Oh, here are some more caps: AND FOR CRIMINY’S SAKE, THANK GOODNESS THERE’S FINALLY A DIFFERENT GRAPHIC LAYOUT ON A BEATLES SLEEVE. (Psst, historical note: Parlophone in the UK reissued all of the band’s 45s in the early ’80s, and that’s the “Penny Lane” I happen to own. Head-scratchingly, those art-hating Brits saw to it that this and “Let It Be” were the only two singles to have been released with picture sleeves in England during the group’s lifetime; the reissues retain that artwork while the others all add newly-created sleeves.)

Tuesday, January 1, 2008

The Beatles - Eleanor Rigby / Yellow Submarine

(Capitol, 1966)

Another year down the ol’ tubes. Stats? In 2007, I acquired 1,019 records at a cost of $6,399.84. Of these, 273 were new, 746 were used. Breaking down by format, 436 were CDs or CDRs, 569 were vinyl (342 LPs, 178 7”s, 46 12”s, and three 10”s), six were cassettes, and eight were mixed formats or “other.” I bought the most records in January (131), the least in June (47). I completed discographies for the Dave Clark Five, Paul Revere and the Raiders, Moose, Loop, Killdozer, Appliance, the Animals (except for the reunion albums), and the Monkees (except for Justus). I saw exactly 100 movies; only seven were repeat viewings. July and December were the months in which I watched the most films (15), May the fewest (1). The best movies were Death Race 2000, Children of Men, and Bring Me the Head of Alfredo Garcia, while the worst were Little Man and Women’s Camp 119. I read 32 books in the last year, a total of 8,773 pages. I attended 43 concerts, where I witnessed 99 sets. I was seeing 62 of those bands for the first time. My weight dipped and is consistently below 130 these days; this is not a problem, as I’m still a hearty lad who can scrap with the best of them. I also charted which pants and shirts I wore each day over the last 12 months, but that information is not easily summarized.

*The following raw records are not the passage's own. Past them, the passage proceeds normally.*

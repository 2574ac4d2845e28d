use crate::Error;

/// Fixed size of a single crum record. The crum's internal layout is opaque
/// to this crate (see the glossary: "crumtrail / cargo proof ... treated by
/// the core as opaque bytes") — only its length is load-bearing here.
pub const CRUM_SIZE: usize = 48;

/// The two historical trail encodings `NotarizedRow` must read: a single
/// crum record, or a Merkle-style cargo proof over several. Both are
/// preserved for backward read compatibility rather than normalized into
/// one tagged form (see the open design question on this encoding).
#[derive(Debug, Clone, PartialEq, Eq)]
pub enum Trail {
    Single([u8; CRUM_SIZE]),
    CargoProof { leaves: u32, bytes: Vec<u8> },
}

/// A witness record binding a row hash to a timechain block. The
/// `WitnessRepo` trait (`skipledger-core`) stores `NotarizedRow::to_bytes()`
/// output directly as its opaque trail blob.
#[derive(Debug, Clone, PartialEq, Eq)]
pub struct NotarizedRow {
    pub row: u64,
    pub trail: Trail,
}

impl NotarizedRow {
    pub fn single(row: u64, crum: [u8; CRUM_SIZE]) -> Self {
        Self { row, trail: Trail::Single(crum) }
    }

    pub fn cargo_proof(row: u64, leaves: u32, bytes: Vec<u8>) -> Self {
        Self { row, trail: Trail::CargoProof { leaves, bytes } }
    }

    pub fn crum_count(&self) -> u32 {
        match &self.trail {
            Trail::Single(_) => 1,
            Trail::CargoProof { leaves, .. } => *leaves,
        }
    }

    pub fn to_bytes(&self) -> Vec<u8> {
        let mut out = Vec::new();
        out.extend_from_slice(&self.row.to_be_bytes());
        out.extend_from_slice(&self.crum_count().to_be_bytes());
        match &self.trail {
            Trail::Single(crum) => out.extend_from_slice(crum),
            Trail::CargoProof { bytes, .. } => {
                out.extend_from_slice(&(bytes.len() as u32).to_be_bytes());
                out.extend_from_slice(bytes);
            }
        }
        out
    }

    pub fn from_bytes(bytes: &[u8]) -> Result<Self, Error> {
        let mut cur = bytes;
        let row = u64::from_be_bytes(take(&mut cur, 8)?.try_into().unwrap());
        let cc = u32::from_be_bytes(take(&mut cur, 4)?.try_into().unwrap());
        if cc == 0 {
            return Err(Error::Malformed("crum count must be at least 1"));
        }
        let trail = if cc == 1 {
            let mut crum = [0u8; CRUM_SIZE];
            crum.copy_from_slice(take(&mut cur, CRUM_SIZE)?);
            Trail::Single(crum)
        } else {
            let payload_len = u32::from_be_bytes(take(&mut cur, 4)?.try_into().unwrap()) as usize;
            let payload = take(&mut cur, payload_len)?.to_vec();
            Trail::CargoProof { leaves: cc, bytes: payload }
        };
        if !cur.is_empty() {
            return Err(Error::Malformed("trailing bytes after notarized row"));
        }
        Ok(Self { row, trail })
    }
}

fn take<'a>(cur: &mut &'a [u8], n: usize) -> Result<&'a [u8], Error> {
    if cur.len() < n {
        return Err(Error::Malformed("unexpected end of notarized-row bytes"));
    }
    let (head, tail) = cur.split_at(n);
    *cur = tail;
    Ok(head)
}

Well. I’m glad I got that off my chest. Especially since it used up a lot of space that I would have otherwise had to fill with thoughts about two songs that are both famous enough to make me feel silly offering much commentary. On “Eleanor Rigby,” Paul’s at it again with those strings (this is Great McCartney Ballad #2), they’re all a-pluckin’ and a-sawin’ away behind him as he lays out his gloomy tale of loneliness and death. Boy, the Beatles sure did have a lot of glum songs on their singles from 1965 onward. What’s the story there? Everybody everywhere should be happy all the time. Didn’t drugs teach them that? Things are much sunnier on the other side, though, thanks to that bouncy hunk of Ringo-crooned kiddie psychedelia, “Yellow Submarine.” Like the “Paperback Writer” single, neither song here deals in the sort of vague mass-appeal “I/you” lyrics of earlier days: these are specific, imagined selves (“Paperback Writer,” “Yellow Submarine”); character sketches (“Eleanor Rigby”); or idiosyncratic – chemically-aided? – flights o’ fancy (“Rain”). It’s also worth noting that guitars are barely present on this disc. While this is very much a POP single, it’s the first Beatles 45 that can’t accurately be called a ROCK ’N’ ROLL single. Cuz it just ain’t.